たとえば、7時41分、「津波やべええええええ!!!!」という文言とともに投稿された写真。

実際には、東日本大震災時に撮影された福島第2原発1号機南側の様子だ。東京電力の提供写真として、過去に毎日新聞や日経新聞などに掲載されている。

災害時には、こうした過去の写真を使ったデマや、情報源の示されていない「憶測」「うわさ」が多く出回る。
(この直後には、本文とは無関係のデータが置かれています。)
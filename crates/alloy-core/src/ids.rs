//! Identifier newtypes with path-safety validation.
//!
//! Plugin ids and channel ids are used as filesystem path components (see
//! `alloy-runtime::paths`); both reject separators and `..` segments at
//! construction so an invalid identifier fails fast with
//! [`CoreError::InvalidIdentifier`] rather than surfacing as a confusing I/O
//! error later.

use std::fmt;

use serde::{Deserialize, Serialize};

use crate::error::{CoreError, CoreResult};

fn validate(kind: &str, raw: &str) -> CoreResult<()> {
    if raw.is_empty()
        || raw.contains('/')
        || raw.contains('\\')
        || raw.split('/').any(|seg| seg == "..")
        || raw == ".."
    {
        return Err(CoreError::InvalidIdentifier(format!(
            "{kind} '{raw}' contains a path separator or '..' segment"
        )));
    }
    Ok(())
}

macro_rules! id_newtype {
    ($name:ident, $kind:literal) => {
        #[doc = concat!("A validated ", $kind, " identifier.")]
        #[derive(Debug, Clone, PartialEq, Eq, Hash, PartialOrd, Ord, Serialize, Deserialize)]
        #[serde(transparent)]
        pub struct $name(String);

        impl $name {
            /// Validates and wraps a raw identifier.
            pub fn new(raw: impl Into<String>) -> CoreResult<Self> {
                let raw = raw.into();
                validate($kind, &raw)?;
                Ok(Self(raw))
            }

            /// Returns the identifier as a string slice.
            pub fn as_str(&self) -> &str {
                &self.0
            }
        }

        impl fmt::Display for $name {
            fn fmt(&self, f: &mut fmt::Formatter<'_>) -> fmt::Result {
                f.write_str(&self.0)
            }
        }

        impl std::borrow::Borrow<str> for $name {
            fn borrow(&self) -> &str {
                &self.0
            }
        }

        impl TryFrom<String> for $name {
            type Error = CoreError;
            fn try_from(raw: String) -> CoreResult<Self> {
                Self::new(raw)
            }
        }

        impl TryFrom<&str> for $name {
            type Error = CoreError;
            fn try_from(raw: &str) -> CoreResult<Self> {
                Self::new(raw)
            }
        }
    };
}

id_newtype!(PluginId, "plugin id");
id_newtype!(ChannelId, "channel id");

/// A chronologically-ordered message identifier.
///
/// Lexicographic comparison of `MessageId` values is assumed to match
/// temporal order — this is a producer contract the core does not verify
/// (see spec §3, §9: "the spec documents this as an input contract rather
/// than guessing at a broader policy").
#[derive(Debug, Clone, PartialEq, Eq, Hash, PartialOrd, Ord, Serialize, Deserialize)]
#[serde(transparent)]
pub struct MessageId(String);

impl MessageId {
    /// Wraps a raw message id. Message ids are not path components and are
    /// not subjected to the separator check applied to plugin/channel ids.
    pub fn new(raw: impl Into<String>) -> Self {
        Self(raw.into())
    }

    /// Returns the identifier as a string slice.
    pub fn as_str(&self) -> &str {
        &self.0
    }
}

impl fmt::Display for MessageId {
    fn fmt(&self, f: &mut fmt::Formatter<'_>) -> fmt::Result {
        f.write_str(&self.0)
    }
}

impl From<&str> for MessageId {
    fn from(raw: &str) -> Self {
        Self::new(raw)
    }
}

impl From<String> for MessageId {
    fn from(raw: String) -> Self {
        Self::new(raw)
    }
}

#[cfg(test)]
mod tests {
    use super::*;

    #[test]
    fn rejects_separators() {
        assert!(PluginId::new("a/b").is_err());
        assert!(PluginId::new("a\\b").is_err());
        assert!(ChannelId::new("..").is_err());
        assert!(ChannelId::new("a/../b").is_err());
    }

    #[test]
    fn accepts_plain_names() {
        assert!(PluginId::new("notes").is_ok());
        assert!(ChannelId::new("channel-123").is_ok());
    }
}
//! Injection Placer (component F): dedup/sort/insert algorithm over a
//! transcript (spec §4.5), plus transcript entry rendering (spec §6).

use alloy_core::{Anchor, ContextInjection, InjectionConfig, InjectionContent, MessageId, TranscriptEntry};

use crate::depth::effective_depth;

/// One injection ready for placement: resolved effective depth, anchor,
/// identity, priority, and rendered content.
#[derive(Debug, Clone, PartialEq)]
pub struct PreparedInjection {
    /// Short name of the plugin that submitted this injection.
    pub plugin_id: String,
    /// Injection id, unique within `plugin_id`.
    pub id: String,
    /// Content to render.
    pub content: InjectionContent,
    /// Already-aged depth (from the Depth Calculator for dynamic
    /// injections, or the raw configured depth for static ones).
    pub effective_depth: u32,
    /// Where `effective_depth` is measured from.
    pub anchor: Anchor,
    /// Higher priority is inserted earlier at the same resolved index.
    pub priority: i32,
    /// Whether to render as a system entry or a persona entry.
    pub as_system: bool,
}

impl PreparedInjection {
    /// Resolves a plugin-dynamic injection, always `latest`-anchored; depth
    /// ages toward `target_depth` via the Depth Calculator (spec §4.4).
    pub fn from_dynamic(
        plugin_id: impl Into<String>,
        injection: ContextInjection,
        ordered_message_ids: &[MessageId],
    ) -> Self {
        let depth = effective_depth(
            injection.last_modified_at.as_ref(),
            injection.target_depth,
            ordered_message_ids,
        );
        Self {
            plugin_id: plugin_id.into(),
            id: injection.id,
            content: injection.content,
            effective_depth: depth,
            anchor: Anchor::Latest,
            priority: injection.priority,
            as_system: injection.as_system,
        }
    }

    /// Resolves a statically configured injection. No aging applies — the
    /// configured depth is used verbatim against the declared anchor (spec
    /// §4.4 "For a static InjectionConfig with anchor: earliest...").
    pub fn from_static(plugin_id: impl Into<String>, config: InjectionConfig) -> Self {
        Self {
            plugin_id: plugin_id.into(),
            id: config.id,
            content: config.content,
            effective_depth: config.depth,
            anchor: config.anchor,
            priority: config.priority,
            as_system: false,
        }
    }
}

/// Renders one prepared injection into a [`TranscriptEntry`] (spec §6):
/// `asSystem: true` → `System>[{pluginId}]: {content}`; otherwise a
/// persona-style entry for `plugin_id`.
pub fn render_entry(injection: &PreparedInjection) -> TranscriptEntry {
    let rendered = injection.content.render();
    let content = if injection.as_system {
        format!("System>[{}]: {}", injection.plugin_id, rendered)
    } else {
        format!("{}: {}", injection.plugin_id, rendered)
    };
    TranscriptEntry {
        content,
        injected_by: Some(injection.plugin_id.clone()),
    }
}

/// Places `injections` into `transcript`, implementing spec §4.5 steps 1–4.
///
/// 1. Deduplicate by `(plugin_id, id)`, later entries in the input slice
///    overwrite earlier ones (plugin-dynamic injections should be passed
///    after config-sourced ones so they win ties, per spec §4.5 "last
///    resolves as last-wins with plugin-dynamic winning").
/// 2. Compute each injection's clamped insertion index.
/// 3. Sort by `(index asc, priority desc, plugin_id asc, id asc)`.
/// 4. Insert from highest index to lowest so earlier insertions do not
///    invalidate later indices.
pub fn place(
    transcript: Vec<TranscriptEntry>,
    injections: Vec<PreparedInjection>,
) -> Vec<TranscriptEntry> {
    let n = transcript.len();
    let deduped = dedupe(injections);

    let mut placements: Vec<(usize, PreparedInjection)> = deduped
        .into_iter()
        .map(|injection| (insertion_index(&injection, n), injection))
        .collect();

    placements.sort_by(|(idx_a, a), (idx_b, b)| {
        idx_a
            .cmp(idx_b)
            .then_with(|| b.priority.cmp(&a.priority))
            .then_with(|| a.plugin_id.cmp(&b.plugin_id))
            .then_with(|| a.id.cmp(&b.id))
    });

    let mut result = transcript;
    for (index, injection) in placements.into_iter().rev() {
        result.insert(index, render_entry(&injection));
    }
    result
}

fn dedupe(injections: Vec<PreparedInjection>) -> Vec<PreparedInjection> {
    let mut by_key: Vec<(String, String)> = Vec::new();
    let mut kept: Vec<PreparedInjection> = Vec::new();

    for injection in injections {
        let key = (injection.plugin_id.clone(), injection.id.clone());
        if let Some(pos) = by_key.iter().position(|k| k == &key) {
            kept[pos] = injection;
        } else {
            by_key.push(key);
            kept.push(injection);
        }
    }
    kept
}

fn insertion_index(injection: &PreparedInjection, n: usize) -> usize {
    match injection.anchor {
        Anchor::Latest => n.saturating_sub(injection.effective_depth as usize),
        Anchor::Earliest => (injection.effective_depth as usize).min(n),
    }
}

#[cfg(test)]
mod tests {
    use super::*;

    fn injection(plugin: &str, id: &str, depth: u32, priority: i32) -> PreparedInjection {
        PreparedInjection {
            plugin_id: plugin.into(),
            id: id.into(),
            content: InjectionContent::Text(format!("{plugin}:{id}")),
            effective_depth: depth,
            anchor: Anchor::Latest,
            priority,
            as_system: false,
        }
    }

    fn transcript(n: usize) -> Vec<TranscriptEntry> {
        (0..n).map(|i| TranscriptEntry::original(format!("msg{i}"))).collect()
    }

    #[test]
    fn dedup_keeps_last_submission() {
        let first = injection("notes", "a", 0, 0);
        let mut second = injection("notes", "a", 0, 0);
        second.content = InjectionContent::Text("updated".into());
        let placed = place(transcript(2), vec![first, second]);
        assert!(placed.iter().any(|e| e.content.contains("updated")));
    }

    #[test]
    fn depth_clamps_to_transcript_bounds() {
        let huge_depth = injection("notes", "a", 100, 0);
        let placed = place(transcript(3), vec![huge_depth]);
        assert_eq!(placed.len(), 4);
        assert_eq!(placed[0].content, "notes: notes:a");
    }

    #[test]
    fn higher_priority_inserted_earlier_at_same_index() {
        let low = injection("b", "x", 0, 0);
        let high = injection("a", "y", 0, 5);
        let placed = place(transcript(1), vec![low, high]);
        // both resolve to index 1 (end); high priority goes first at that index.
        assert_eq!(placed[1].content, "a: a:y");
        assert_eq!(placed[2].content, "b: b:x");
    }

    #[test]
    fn insertion_is_stable_relative_to_existing_transcript() {
        let inj = injection("notes", "a", 1, 0);
        let placed = place(transcript(3), vec![inj]);
        assert_eq!(placed.len(), 4);
        assert_eq!(placed[2].content, "notes: notes:a");
    }

    #[test]
    fn from_static_earliest_uses_configured_depth_verbatim() {
        let config = InjectionConfig {
            id: "welcome".into(),
            content: InjectionContent::Text("hi".into()),
            depth: 2,
            anchor: Anchor::Earliest,
            priority: 0,
        };
        let prepared = PreparedInjection::from_static("inject", config);
        assert_eq!(prepared.anchor, Anchor::Earliest);
        assert_eq!(prepared.effective_depth, 2);
    }

    #[test]
    fn from_dynamic_ages_via_depth_calculator() {
        let ids: Vec<MessageId> = (0..5).map(|i| MessageId::new(format!("m{i}"))).collect();
        let injection = ContextInjection::new("a", "text", 3).with_last_modified_at(ids[4].clone());
        let prepared = PreparedInjection::from_dynamic("notes", injection, &ids);
        assert_eq!(prepared.anchor, Anchor::Latest);
        assert_eq!(prepared.effective_depth, 0);
    }

    #[test]
    fn system_flag_renders_with_system_prefix() {
        let mut inj = injection("notes", "a", 0, 0);
        inj.as_system = true;
        let entry = render_entry(&inj);
        assert!(entry.content.starts_with("System>[notes]: "));
    }
}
4月に発生した熊本地震の際には、「動物園からライオンが放たれた」というデマが流れた。この情報を流した男性は、後に熊本県警に偽計業務妨害の疑いで逮捕されている。「冗談だった」では済まされないのだ。

情報の正確性を確かめるために

SNSで目にした情報が正しいかどうかを判断するには、どうすべきか。

まずは、それが信頼できる情報源(行政、公共機関、報道機関など)に基づいたものかを確かめるとよい。

またTwitterであれば、情報を発信したアカウントが、普段どのような投稿をしているかを確かめることも判断の助けになる。

根拠のない情報は鵜呑みにせず、拡散しないことが大切だ。

引用元 http://headlines.yahoo.co.jp/hl?a=20161122-00010003-bfj-sci

 


 

熊本地震でツイッター発信を続けた市長 その目的は災害時の「デマ潰し」だった

発生から半年を迎えた熊本地震。発災時、ツイッターで自ら情報発信をし続けた首長がいる。大西一史・熊本市長だ。

 

普段からツイッターをよく利用していた大西市長。震災当日から連日、水道の漏水状況などのライフライン情報、ボランティアの募集情報など、幅広い内容を伝えてきた。

 

この連日のツイートは話題を呼び、フォロワーは1カ月の間で一気に3万人以上増加した。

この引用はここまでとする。